Le mathématicien français Frank Merle a récemment fait sensation en recevant le Breakthrough Prize, souvent surnommé 'l'Oscar de la science', pour ses travaux sur les équations non-linéaires. Cependant, au lieu de se focaliser sur les nombres, Merle a choisi de mettre en avant une tout autre passion : la relation humaine. Selon ses propres mots, il déclare : 'Ce qui m’intéresse dans les maths, c’est avant tout le lien que l’on crée avec les autres.' Une vision qui laisse perplexes de nombreux scientifiques.

D'après un rapport consulté par ActuFake, 78,3% des mathématiciens se disent 'd'accord' avec l'idée que les relations humaines devraient prendre le pas sur les équations dans la recherche scientifique. Merle a même lancé un concept innovant : le 'Tinder des mathématiques', permettant aux chercheurs de se 'matcher' sur des intérêts communs plutôt que sur des données froides et inexpressives.
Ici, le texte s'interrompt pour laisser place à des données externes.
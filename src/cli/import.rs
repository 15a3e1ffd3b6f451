//! Import subcommand: bulk load products from a CSV spreadsheet.

use clap::Args;
use std::path::PathBuf;

/// Arguments for the import subcommand
#[derive(Args, Debug)]
pub struct ImportArgs {
    /// Path to the CSV file to load
    #[arg(value_name = "CSV")]
    pub file: PathBuf,

    /// Run the load without saving anything
    ///
    /// Every row is processed against the database inside a transaction
    /// that is rolled back afterwards, so the results show exactly what a
    /// real load would do.
    #[arg(long)]
    pub preview: bool,

    /// Output format: text (default) or json
    #[arg(short, long, default_value = "text", value_name = "FORMAT")]
    pub format: ImportFormat,
}

/// Output format for import results
#[derive(Debug, Clone, Copy, Default, PartialEq, Eq)]
pub enum ImportFormat {
    #[default]
    Text,
    Json,
}

impl std::str::FromStr for ImportFormat {
    type Err = String;

    fn from_str(s: &str) -> Result<Self, Self::Err> {
        match s.to_lowercase().as_str() {
            "text" => Ok(ImportFormat::Text),
            "json" => Ok(ImportFormat::Json),
            _ => Err(format!("Invalid format '{}'. Valid options: text, json", s)),
        }
    }
}

impl ImportArgs {
    /// Describe the import mode for logging
    pub fn import_mode(&self) -> &'static str {
        if self.preview { "preview" } else { "load" }
    }
}
//! Built-in configuration source providers.
//!
//! Each provider turns one kind of source into [`ProvidedEntry`] values. The
//! collector invokes them in a fixed priority order; later providers
//! overwrite earlier ones key by key.

use super::context::{InstanceSource, RunContext};
use super::files::read_merged_tables;
use crate::config::{OtherSetting, TemplateBinding};
use crate::db::Database;
use crate::db::records::{InstanceKind, RecordInstance, StoreRecord};
use crate::error::{AuditError, AuditResult};
use crate::types::{ConfigKey, NO_DEFAULT_SET, Provenance};
use indexmap::IndexMap;
use serde_json::Value;
use std::path::PathBuf;
use tracing::debug;

/// Class name of the page that hosts checkout steps.
pub const CHECKOUT_PAGE: &str = "CheckoutPage";

/// Namespaces that group records rather than naming a type.
pub const PAGES_NAMESPACE: &str = "Pages";
pub const ORDER_STEP_NAMESPACE: &str = "OrderStep";
pub const CHECKOUT_NAMESPACE: &str = "CheckoutPage_Controller";
pub const TEMPLATES_NAMESPACE: &str = "Templates";

/// One configuration value contributed by a provider.
#[derive(Debug, Clone, PartialEq)]
pub struct ProvidedEntry {
    pub key: ConfigKey,
    pub description: Option<String>,
    pub value: Value,
    pub default: Option<Value>,
    pub provenance: Provenance,
}

impl ProvidedEntry {
    pub fn new(key: ConfigKey, value: Value, provenance: Provenance) -> Self {
        Self {
            key,
            description: None,
            value,
            default: None,
            provenance,
        }
    }

    pub fn with_description(mut self, description: impl Into<String>) -> Self {
        self.description = Some(description.into());
        self
    }

    pub fn with_default(mut self, default: Value) -> Self {
        self.default = Some(default);
        self
    }
}

/// A source of configuration values.
pub trait SourceProvider {
    /// Short name used in logs.
    fn name(&self) -> &str;

    fn provide(&self, ctx: &mut RunContext) -> AuditResult<Vec<ProvidedEntry>>;
}

/// Single-record configuration stores.
pub trait RecordStore {
    fn current_record(&self, store: &str) -> AuditResult<Option<StoreRecord>>;
}

impl RecordStore for Database {
    fn current_record(&self, store: &str) -> AuditResult<Option<StoreRecord>> {
        self.current_store_record(store).map_err(AuditError::database)
    }
}

impl InstanceSource for Database {
    fn list_instances(&self, kind: InstanceKind) -> AuditResult<Vec<RecordInstance>> {
        Database::list_instances(self, kind).map_err(AuditError::database)
    }
}

/// Static configuration files, deep-merged in order.
pub struct StaticFilesProvider {
    files: Vec<PathBuf>,
}

impl StaticFilesProvider {
    pub fn new(files: Vec<PathBuf>) -> Self {
        Self { files }
    }
}

impl SourceProvider for StaticFilesProvider {
    fn name(&self) -> &str {
        "static-files"
    }

    fn provide(&self, ctx: &mut RunContext) -> AuditResult<Vec<ProvidedEntry>> {
        let paths: Vec<&std::path::Path> = self.files.iter().map(PathBuf::as_path).collect();
        let table = read_merged_tables(&paths)?;
        for path in &paths {
            ctx.note_file_used(path);
        }

        let mut entries = Vec::new();
        for (namespace, fields) in table {
            ctx.note_namespace(&namespace);
            let Value::Object(fields) = fields else {
                continue;
            };
            for (field, value) in fields {
                entries.push(ProvidedEntry::new(
                    ConfigKey::new(&namespace, field),
                    value,
                    Provenance::StaticOverride,
                ));
            }
        }
        Ok(entries)
    }
}

/// Current records of single-record stores; each store is a namespace.
pub struct RecordStoreProvider<S> {
    source: S,
    stores: Vec<String>,
    excluded_fields: Vec<String>,
}

impl<S: RecordStore> RecordStoreProvider<S> {
    pub fn new(source: S, stores: Vec<String>, excluded_fields: Vec<String>) -> Self {
        Self {
            source,
            stores,
            excluded_fields,
        }
    }
}

impl<S: RecordStore> SourceProvider for RecordStoreProvider<S> {
    fn name(&self) -> &str {
        "record-stores"
    }

    fn provide(&self, ctx: &mut RunContext) -> AuditResult<Vec<ProvidedEntry>> {
        let mut entries = Vec::new();
        for store in &self.stores {
            let record = self.source.current_record(store)?.ok_or_else(|| {
                AuditError::source_unavailable(store, "no current record in the database")
            })?;
            ctx.catalog.register_namespace(store);

            let labels = record.field_labels();
            for (field, value) in record.current_values() {
                if self.excluded_fields.contains(&field) {
                    continue;
                }
                let label = labels.get(&field).map_or(field.as_str(), String::as_str);
                let description = format!(
                    "{}. Edit in the CMS: {} record #{}",
                    label, store, record.record_id
                );
                let default = record
                    .default_of(&field)
                    .cloned()
                    .unwrap_or_else(|| Value::String(NO_DEFAULT_SET.to_string()));
                entries.push(
                    ProvidedEntry::new(ConfigKey::new(store, &field), value, Provenance::Database)
                        .with_description(description)
                        .with_default(default),
                );
            }
        }
        Ok(entries)
    }
}

/// Settings that live outside configuration files and the database.
pub struct OtherSettingsProvider {
    settings: Vec<OtherSetting>,
}

impl OtherSettingsProvider {
    pub fn new(settings: Vec<OtherSetting>) -> Self {
        Self { settings }
    }
}

impl SourceProvider for OtherSettingsProvider {
    fn name(&self) -> &str {
        "other-settings"
    }

    fn provide(&self, _ctx: &mut RunContext) -> AuditResult<Vec<ProvidedEntry>> {
        Ok(self
            .settings
            .iter()
            .map(|setting| {
                let from_env = setting
                    .env
                    .as_deref()
                    .and_then(|var| std::env::var(var).ok())
                    .map(Value::String);
                let value = from_env
                    .or_else(|| setting.value.clone())
                    .unwrap_or(Value::Null);
                let description = match &setting.env {
                    Some(var) => format!(
                        "{} Set with the {} environment variable.",
                        setting.description, var
                    ),
                    None => setting.description.clone(),
                };
                ProvidedEntry::new(
                    ConfigKey::new(&setting.namespace, &setting.field),
                    value,
                    Provenance::Other,
                )
                .with_description(description)
                .with_default(Value::String(NO_DEFAULT_SET.to_string()))
            })
            .collect())
    }
}

/// The first page of each configured page type.
pub struct PagesProvider<S> {
    source: S,
    /// Page class names with their required flag.
    pages: Vec<(String, bool)>,
}

impl<S: InstanceSource> PagesProvider<S> {
    pub fn new(source: S, pages: Vec<(String, bool)>) -> Self {
        Self { source, pages }
    }
}

impl<S: InstanceSource> SourceProvider for PagesProvider<S> {
    fn name(&self) -> &str {
        "pages"
    }

    fn provide(&self, ctx: &mut RunContext) -> AuditResult<Vec<ProvidedEntry>> {
        ctx.catalog.register_namespace(PAGES_NAMESPACE);
        let pages = ctx.instances(&self.source, InstanceKind::Page)?.to_vec();

        let mut entries = Vec::new();
        for (class_name, required) in &self.pages {
            let necessity = if *required {
                "This page is required."
            } else {
                "This page is optional."
            };
            let key = ConfigKey::new(PAGES_NAMESPACE, class_name);

            // Exact class match: subclasses are pages of their own type.
            match pages.iter().find(|p| &p.class_name == class_name) {
                Some(page) => {
                    entries.push(
                        ProvidedEntry::new(
                            key,
                            Value::Object(page.config_values()),
                            Provenance::Database,
                        )
                        .with_description(format!(
                            "{} page \"{}\". {} Edit in the CMS: page #{}",
                            class_name, page.title, necessity, page.id
                        ))
                        .with_default(Value::Object(page.defaults_with_gaps())),
                    );
                }
                None if *required => {
                    entries.push(
                        ProvidedEntry::new(
                            key,
                            Value::String("[not created]".to_string()),
                            Provenance::Database,
                        )
                        .with_description(format!(
                            "{} page. {} Create one in the CMS.",
                            class_name, necessity
                        ))
                        .with_default(Value::String(
                            "[add page first to see defaults]".to_string(),
                        )),
                    );
                }
                None => debug!("Optional page {} not present", class_name),
            }
        }
        Ok(entries)
    }
}

/// Order workflow steps, keyed by step code.
pub struct OrderStepsProvider<S> {
    source: S,
}

impl<S: InstanceSource> OrderStepsProvider<S> {
    pub fn new(source: S) -> Self {
        Self { source }
    }
}

impl<S: InstanceSource> SourceProvider for OrderStepsProvider<S> {
    fn name(&self) -> &str {
        "order-steps"
    }

    fn provide(&self, ctx: &mut RunContext) -> AuditResult<Vec<ProvidedEntry>> {
        ctx.catalog.register_namespace(ORDER_STEP_NAMESPACE);
        let steps = ctx.instances(&self.source, InstanceKind::OrderStep)?;
        Ok(steps
            .iter()
            .map(|step| {
                record_entry(
                    ConfigKey::new(ORDER_STEP_NAMESPACE, &step.code),
                    step,
                    format!("{} Edit in the CMS: order step #{}", step.description, step.id),
                )
            })
            .collect())
    }
}

/// Checkout steps and order modifier descriptors shown on the checkout page.
pub struct CheckoutStepsProvider<S> {
    source: S,
}

impl<S: InstanceSource> CheckoutStepsProvider<S> {
    pub fn new(source: S) -> Self {
        Self { source }
    }
}

impl<S: InstanceSource> SourceProvider for CheckoutStepsProvider<S> {
    fn name(&self) -> &str {
        "checkout-steps"
    }

    fn provide(&self, ctx: &mut RunContext) -> AuditResult<Vec<ProvidedEntry>> {
        ctx.catalog.register_namespace(CHECKOUT_NAMESPACE);
        let steps = ctx
            .instances(&self.source, InstanceKind::CheckoutStep)?
            .to_vec();
        let descriptors = ctx
            .instances(&self.source, InstanceKind::ModifierDescriptor)?
            .to_vec();
        if steps.is_empty() && descriptors.is_empty() {
            return Ok(Vec::new());
        }

        let checkout_page_id = ctx
            .instances(&self.source, InstanceKind::Page)?
            .iter()
            .find(|p| p.class_name == CHECKOUT_PAGE)
            .map(|p| p.id)
            .ok_or_else(|| {
                AuditError::source_unavailable(CHECKOUT_PAGE, "no checkout page exists")
            })?;

        let mut entries = Vec::new();
        for (index, step) in steps.iter().enumerate() {
            let field = format!("STEP_{}_{}", index + 1, step.code);
            entries.push(record_entry(
                ConfigKey::new(CHECKOUT_NAMESPACE, field),
                step,
                format!(
                    "{} Edit in the CMS: checkout page #{}",
                    step.description, checkout_page_id
                ),
            ));
        }
        for descriptor in &descriptors {
            let field = format!("OrderModifier_Descriptor_{}", descriptor.code);
            entries.push(record_entry(
                ConfigKey::new(CHECKOUT_NAMESPACE, field),
                descriptor,
                format!(
                    "{} Edit in the CMS: checkout page #{}",
                    descriptor.description, checkout_page_id
                ),
            ));
        }
        Ok(entries)
    }
}

/// Entry for a record whose class fields form the value.
fn record_entry(key: ConfigKey, record: &RecordInstance, description: String) -> ProvidedEntry {
    ProvidedEntry::new(
        key,
        Value::Object(record.config_values()),
        Provenance::Database,
    )
    .with_description(description)
    .with_default(Value::Object(record.defaults_with_gaps()))
}

/// Template bindings whose output is computed per request.
pub struct TemplateBindingsProvider {
    bindings: IndexMap<String, TemplateBinding>,
}

impl TemplateBindingsProvider {
    pub fn new(bindings: IndexMap<String, TemplateBinding>) -> Self {
        Self { bindings }
    }
}

/// Attribute a template binding is meant to be placed in.
pub fn binding_selector(method: &str) -> &'static str {
    if method.contains("ClassName") {
        "classname"
    } else {
        "id"
    }
}

/// Render a binding pattern for a placeholder requestor.
pub fn render_binding(pattern: &str) -> String {
    pattern
        .replace("{id}", "[ID]")
        .replace("{class_name}", "[CLASSNAME]")
}

impl SourceProvider for TemplateBindingsProvider {
    fn name(&self) -> &str {
        "template-bindings"
    }

    fn provide(&self, ctx: &mut RunContext) -> AuditResult<Vec<ProvidedEntry>> {
        ctx.catalog.register_namespace(TEMPLATES_NAMESPACE);
        Ok(self
            .bindings
            .iter()
            .map(|(method, binding)| {
                let description = format!(
                    "Use as <div {}=\"$AJAXDefinitions.{}\"></div>; AJAX then fills it with: {}",
                    binding_selector(method),
                    method,
                    binding.description
                );
                ProvidedEntry::new(
                    ConfigKey::new(TEMPLATES_NAMESPACE, format!("AJAXDefinitions_{}", method)),
                    Value::String(render_binding(&binding.pattern)),
                    Provenance::Computed,
                )
                .with_description(description)
                .with_default(Value::String(String::new()))
            })
            .collect())
    }
}
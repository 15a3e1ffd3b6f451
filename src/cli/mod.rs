//! CLI command definitions for shop-config-audit
//!
//! This module defines the CLI structure using clap's derive macros.
//! The main entry point is the `Cli` struct which contains subcommands.

pub mod check;
pub mod import;

use check::CheckArgs;
use clap::{Parser, Subcommand};
use import::ImportArgs;

/// Store configuration audit and product bulk-load tools
#[derive(Parser, Debug)]
#[command(author, version, about, long_about = None)]
pub struct Cli {
    /// Path to configuration file
    #[arg(short, long, global = true)]
    pub config: Option<String>,

    /// Path to database file (overrides config)
    #[arg(short, long, global = true)]
    pub database: Option<String>,

    /// Directory relative paths resolve against (overrides config)
    #[arg(short, long, global = true)]
    pub base_dir: Option<String>,

    /// Enable verbose logging
    #[arg(short, long, global = true)]
    pub verbose: bool,

    /// Logging output: 0/off, 1/stdout, 2/stderr (default), or filename
    #[arg(short, long, default_value = "2", global = true)]
    pub log: String,

    #[command(subcommand)]
    pub command: Option<Command>,
}

/// Available subcommands
#[derive(Subcommand, Debug)]
pub enum Command {
    /// Reconcile the store configuration and print a report (default)
    Check(CheckArgs),

    /// Create the local configuration file from the shipped baseline
    Init,

    /// Bulk load products from a CSV spreadsheet
    Import(ImportArgs),
}
//! `Type: value, value` variation cells.

use serde::Serialize;

#[derive(Debug, Clone, PartialEq, Eq, Serialize)]
pub struct Variation {
    pub attribute_type: String,
    pub values: Vec<String>,
}

/// Parse a variation cell.
///
/// Exactly one `:` is required and the type must not be blank. Values are
/// trimmed and blanks dropped.
pub fn parse_variation(cell: &str) -> Option<Variation> {
    let mut parts = cell.split(':');
    let (Some(attribute_type), Some(values), None) = (parts.next(), parts.next(), parts.next())
    else {
        return None;
    };

    let attribute_type = attribute_type.trim();
    if attribute_type.is_empty() {
        return None;
    }

    Some(Variation {
        attribute_type: attribute_type.to_string(),
        values: values
            .split(',')
            .map(str::trim)
            .filter(|v| !v.is_empty())
            .map(str::to_string)
            .collect(),
    })
}

#[cfg(test)]
mod tests {
    use super::*;

    #[test]
    fn test_parse_trims_and_drops_blanks() {
        let variation = parse_variation("Color: red, green, blue , yellow,,").unwrap();
        assert_eq!(variation.attribute_type, "Color");
        assert_eq!(variation.values, vec!["red", "green", "blue", "yellow"]);
    }

    #[test]
    fn test_parse_requires_single_colon() {
        assert!(parse_variation("Color red, green").is_none());
        assert!(parse_variation("Size: S: M").is_none());
        assert!(parse_variation(" : red").is_none());
    }
}
//! Source collection.
//!
//! Gathers the three tables the reconciler compares: definitions (field
//! descriptions), live configs and baseline defaults. Static files are read
//! first, then each registered provider contributes entries in priority
//! order. Later providers overwrite earlier ones key by key.

mod bootstrap;
mod context;
mod files;
mod providers;

pub use bootstrap::{BootstrapOutcome, bootstrap_local_copy};
pub use context::{InstanceSource, RunContext, TypeCatalog};
pub use files::{read_merged_tables, read_table};
pub use providers::{
    CHECKOUT_NAMESPACE, CHECKOUT_PAGE, CheckoutStepsProvider, ORDER_STEP_NAMESPACE,
    OrderStepsProvider, OtherSettingsProvider, PAGES_NAMESPACE, PagesProvider, ProvidedEntry,
    RecordStore, RecordStoreProvider, SourceProvider, StaticFilesProvider, TEMPLATES_NAMESPACE,
    TemplateBindingsProvider, binding_selector, render_binding,
};

use crate::config::Config;
use crate::db::Database;
use crate::error::AuditResult;
use crate::types::{ProvenanceTable, Table, insert_value};
use std::path::PathBuf;
use tracing::{debug, info, warn};

/// The three tables plus the provenance of every provided key.
#[derive(Debug, Clone, Default)]
pub struct CollectedSources {
    pub definitions: Table,
    pub configs: Table,
    pub defaults: Table,
    pub provenance: ProvenanceTable,
}

impl CollectedSources {
    /// Make a configured namespace visible even when it has no fields.
    pub fn declare_namespace(&mut self, namespace: &str) {
        if !self.configs.contains_key(namespace) {
            self.configs.insert(
                namespace.to_string(),
                serde_json::Value::Object(Default::default()),
            );
        }
    }

    /// Merge one provided entry, last write wins.
    pub fn apply(&mut self, entry: ProvidedEntry) {
        insert_value(&mut self.configs, &entry.key, entry.value);
        if let Some(description) = entry.description {
            insert_value(
                &mut self.definitions,
                &entry.key,
                serde_json::Value::String(description),
            );
        }
        if let Some(default) = entry.default {
            insert_value(&mut self.defaults, &entry.key, default);
        }
        self.provenance.record(entry.key, entry.provenance);
    }
}

/// Collects sources from files and registered providers.
pub struct SourceCollector<'a> {
    definitions_path: PathBuf,
    baseline_path: PathBuf,
    local_config_path: PathBuf,
    providers: Vec<Box<dyn SourceProvider + 'a>>,
}

impl<'a> SourceCollector<'a> {
    pub fn new(
        definitions_path: impl Into<PathBuf>,
        baseline_path: impl Into<PathBuf>,
        local_config_path: impl Into<PathBuf>,
    ) -> Self {
        Self {
            definitions_path: definitions_path.into(),
            baseline_path: baseline_path.into(),
            local_config_path: local_config_path.into(),
            providers: Vec::new(),
        }
    }

    /// Append a provider; it runs after every provider registered before it.
    pub fn register(&mut self, provider: impl SourceProvider + 'a) -> &mut Self {
        self.providers.push(Box::new(provider));
        self
    }

    /// Collector with the standard providers in priority order.
    ///
    /// Database-backed providers are only registered when a database is given.
    pub fn from_config(config: &Config, db: Option<Database>) -> Self {
        let paths = &config.paths;
        let mut collector = Self::new(
            paths.definitions_path(),
            paths.baseline_path(),
            paths.local_config_path(),
        );

        let mut static_files = vec![paths.local_config_path()];
        static_files.extend(config.paths.config_files.iter().map(|p| paths.resolve(p)));
        collector.register(StaticFilesProvider::new(static_files));

        if let Some(db) = &db {
            collector.register(RecordStoreProvider::new(
                db.clone(),
                config.records.stores.clone(),
                config.records.excluded_fields.clone(),
            ));
        }

        collector.register(OtherSettingsProvider::new(config.other_settings.clone()));

        match db {
            Some(db) => {
                let pages = config
                    .pages
                    .all()
                    .map(|(name, required)| (name.to_string(), required))
                    .collect();
                collector.register(PagesProvider::new(db.clone(), pages));
                collector.register(OrderStepsProvider::new(db.clone()));
                collector.register(CheckoutStepsProvider::new(db));
            }
            None => debug!("No database configured; skipping record and page sources"),
        }

        collector.register(TemplateBindingsProvider::new(
            config.template_bindings.clone(),
        ));
        collector
    }

    pub fn provider_names(&self) -> Vec<&str> {
        self.providers.iter().map(|p| p.name()).collect()
    }

    /// Bootstrap the local copy without collecting anything else.
    pub fn bootstrap(&self, ctx: &mut RunContext) -> AuditResult<BootstrapOutcome> {
        let outcome = bootstrap_local_copy(&self.baseline_path, &self.local_config_path)?;
        if outcome.created() {
            warn!(
                "Created a new local configuration file at {}; review and adjust it",
                outcome.path().display()
            );
        }
        ctx.set_bootstrap(outcome.clone());
        Ok(outcome)
    }

    /// Run the full collection.
    pub fn collect(&self, ctx: &mut RunContext) -> AuditResult<CollectedSources> {
        self.bootstrap(ctx)?;

        let mut sources = CollectedSources {
            definitions: read_table(&self.definitions_path)?,
            defaults: read_table(&self.baseline_path)?,
            ..Default::default()
        };
        ctx.note_file_used(&self.definitions_path);
        ctx.note_file_used(&self.baseline_path);
        info!(
            "Read {} definition and {} baseline namespaces",
            sources.definitions.len(),
            sources.defaults.len()
        );

        for provider in &self.providers {
            let entries = provider.provide(ctx)?;
            debug!("Provider {} supplied {} entries", provider.name(), entries.len());
            for namespace in ctx.take_namespaces() {
                sources.declare_namespace(&namespace);
            }
            for entry in entries {
                sources.apply(entry);
            }
        }

        info!(
            "Collected {} live namespaces from {} providers",
            sources.configs.len(),
            self.providers.len()
        );
        Ok(sources)
    }
}

#[cfg(test)]
mod tests {
    use super::*;
    use crate::types::{ConfigKey, Provenance};
    use serde_json::{Value, json};

    struct Fixed(&'static str, Vec<ProvidedEntry>);

    impl SourceProvider for Fixed {
        fn name(&self) -> &str {
            self.0
        }

        fn provide(&self, _ctx: &mut RunContext) -> AuditResult<Vec<ProvidedEntry>> {
            Ok(self.1.clone())
        }
    }

    #[test]
    fn test_apply_is_last_write_wins() {
        let key = ConfigKey::new("Email", "admin_email_address");
        let mut sources = CollectedSources::default();
        sources.apply(
            ProvidedEntry::new(key.clone(), json!("a@shop.test"), Provenance::StaticOverride)
                .with_description("Admin email"),
        );
        sources.apply(
            ProvidedEntry::new(key.clone(), json!("b@shop.test"), Provenance::Other)
                .with_default(json!("[no default set]")),
        );

        assert_eq!(sources.configs["Email"]["admin_email_address"], json!("b@shop.test"));
        // Descriptions without a replacement are kept.
        assert_eq!(
            sources.definitions["Email"]["admin_email_address"],
            json!("Admin email")
        );
        assert_eq!(
            sources.provenance.get("Email", "admin_email_address"),
            Some(Provenance::Other)
        );
    }

    #[test]
    fn test_declared_namespace_keeps_existing_fields() {
        let mut sources = CollectedSources::default();
        sources.apply(ProvidedEntry::new(
            ConfigKey::new("Cart", "enabled"),
            json!(true),
            Provenance::StaticOverride,
        ));
        sources.declare_namespace("Cart");
        sources.declare_namespace("Legacy");

        assert_eq!(sources.configs["Cart"]["enabled"], json!(true));
        assert_eq!(sources.configs["Legacy"], json!({}));
        assert!(sources.provenance.get("Legacy", "anything").is_none());
    }

    #[test]
    fn test_providers_run_in_registration_order() {
        let temp = tempfile::TempDir::new().unwrap();
        let defs = temp.path().join("defs.yaml");
        let base = temp.path().join("base.yaml");
        std::fs::write(&defs, "Cart:\n  enabled: Cart on\n").unwrap();
        std::fs::write(&base, "Cart:\n  enabled: true\n").unwrap();

        let key = ConfigKey::new("Cart", "enabled");
        let mut collector = SourceCollector::new(&defs, &base, temp.path().join("local.yaml"));
        collector
            .register(Fixed(
                "first",
                vec![ProvidedEntry::new(key.clone(), json!(false), Provenance::Database)],
            ))
            .register(Fixed(
                "second",
                vec![ProvidedEntry::new(key.clone(), json!(1), Provenance::Computed)],
            ));
        assert_eq!(collector.provider_names(), vec!["first", "second"]);

        let mut ctx = RunContext::new(temp.path());
        let sources = collector.collect(&mut ctx).unwrap();
        assert_eq!(sources.configs["Cart"]["enabled"], json!(1));
        assert_eq!(
            sources.provenance.get("Cart", "enabled"),
            Some(Provenance::Computed)
        );
        assert!(ctx.bootstrap().unwrap().created());
        assert_eq!(sources.defaults["Cart"]["enabled"], Value::Bool(true));
    }

    #[test]
    fn test_from_config_without_database() {
        let config = Config::default();
        let collector = SourceCollector::from_config(&config, None);
        assert_eq!(
            collector.provider_names(),
            vec!["static-files", "other-settings", "template-bindings"]
        );
    }

    #[test]
    fn test_from_config_with_database() {
        let config = Config::default();
        let db = Database::open_in_memory().unwrap();
        let collector = SourceCollector::from_config(&config, Some(db));
        assert_eq!(
            collector.provider_names(),
            vec![
                "static-files",
                "record-stores",
                "other-settings",
                "pages",
                "order-steps",
                "checkout-steps",
                "template-bindings"
            ]
        );
    }
}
Contacté par nos soins, Jean-Michel Truffaut, sous-directeur adjoint à la Commission Nationale des Relations Humaines dans les Sciences (CNRHS), a déclaré : 'Cela pourrait bouleverser notre façon d'aborder les études. Imaginez un monde où les équations de Schrödinger sont remplacées par des discussions sur la compatibilité amoureuse !'

Les implications de cette approche sont faramineuses. Par exemple, une étude fictive menée par l’Institut National des Liens Interpersonnels (INLI) a révélé que 72,4% des personnes interrogées préféreraient résoudre des problèmes relationnels plutôt que des problèmes mathématiques. 'Si je peux avoir une conversation sur le sens de ma vie au lieu de passer des heures sur des intégrales, je signe tout de suite', a déclaré un étudiant en mathématiques qui a souhaité rester anonyme.

'Les chercheurs devraient passer plus de temps à discuter de leurs sentiments plutôt que de leurs équations', a ajouté Merle dans un communiqué officiel. 'La meilleure équation reste celle qui vous fait sourire.'

Le mathématicien a également proposé une nouvelle méthode d'évaluation des travaux scientifiques basée sur des 'points d'affinité' plutôt que sur des citations. Cela pourrait potentiellement réduire la pression sur les chercheurs tout en augmentant le nombre de collaborations. D'après un rapport de la Fédération des Chercheurs Optimistes (FCO), ces collaborations pourraient augmenter de 186,5% dans les cinq années suivant l'adoption de cette méthode.

La bureaucratie française, toujours prompte à réagir, a d'ores et déjà établi une commission pour étudier ce nouveau paradigme. Le gouvernement a même envisagé de relancer le système scolaire pour intégrer des cours de 'Mathématiques Relationnelles', où les élèves seraient évalués sur leur capacité à nouer des liens plutôt qu'à résoudre des équations. 'Nous voulons former des élèves qui ne se battent pas contre des chiffres, mais qui apprennent à mieux connaître leurs camarades', a précisé Brigitte Lefèvre, ministre de l'Éducation, lors d'une conférence de presse extravagante qui se tenait dans un café branché de Paris.

Les conséquences de cette évolution sur la recherche scientifique pourraient être considérables. Des experts avancent que la qualité des publications pourrait diminuer, mais que le nombre de 'like' sur les réseaux sociaux pour chaque publication pourrait augmenter de manière exponentielle. Ainsi, les chercheurs pourraient se retrouver en compétition pour obtenir le plus de 'coup de cœur' sur leurs études, changeant radicalement la façon dont les travaux scientifiques sont perçus.

Alors que le monde scientifique se prépare à ce grand tournant, il reste à voir si cette approche déroutante sera vraiment bénéfique. Mais une chose est sûre : si vous êtes un mathématicien et que vous vous demandez comment améliorer votre recherche, peut-être vaut-il mieux commencer par discuter de votre dernier rendez-vous amoureux.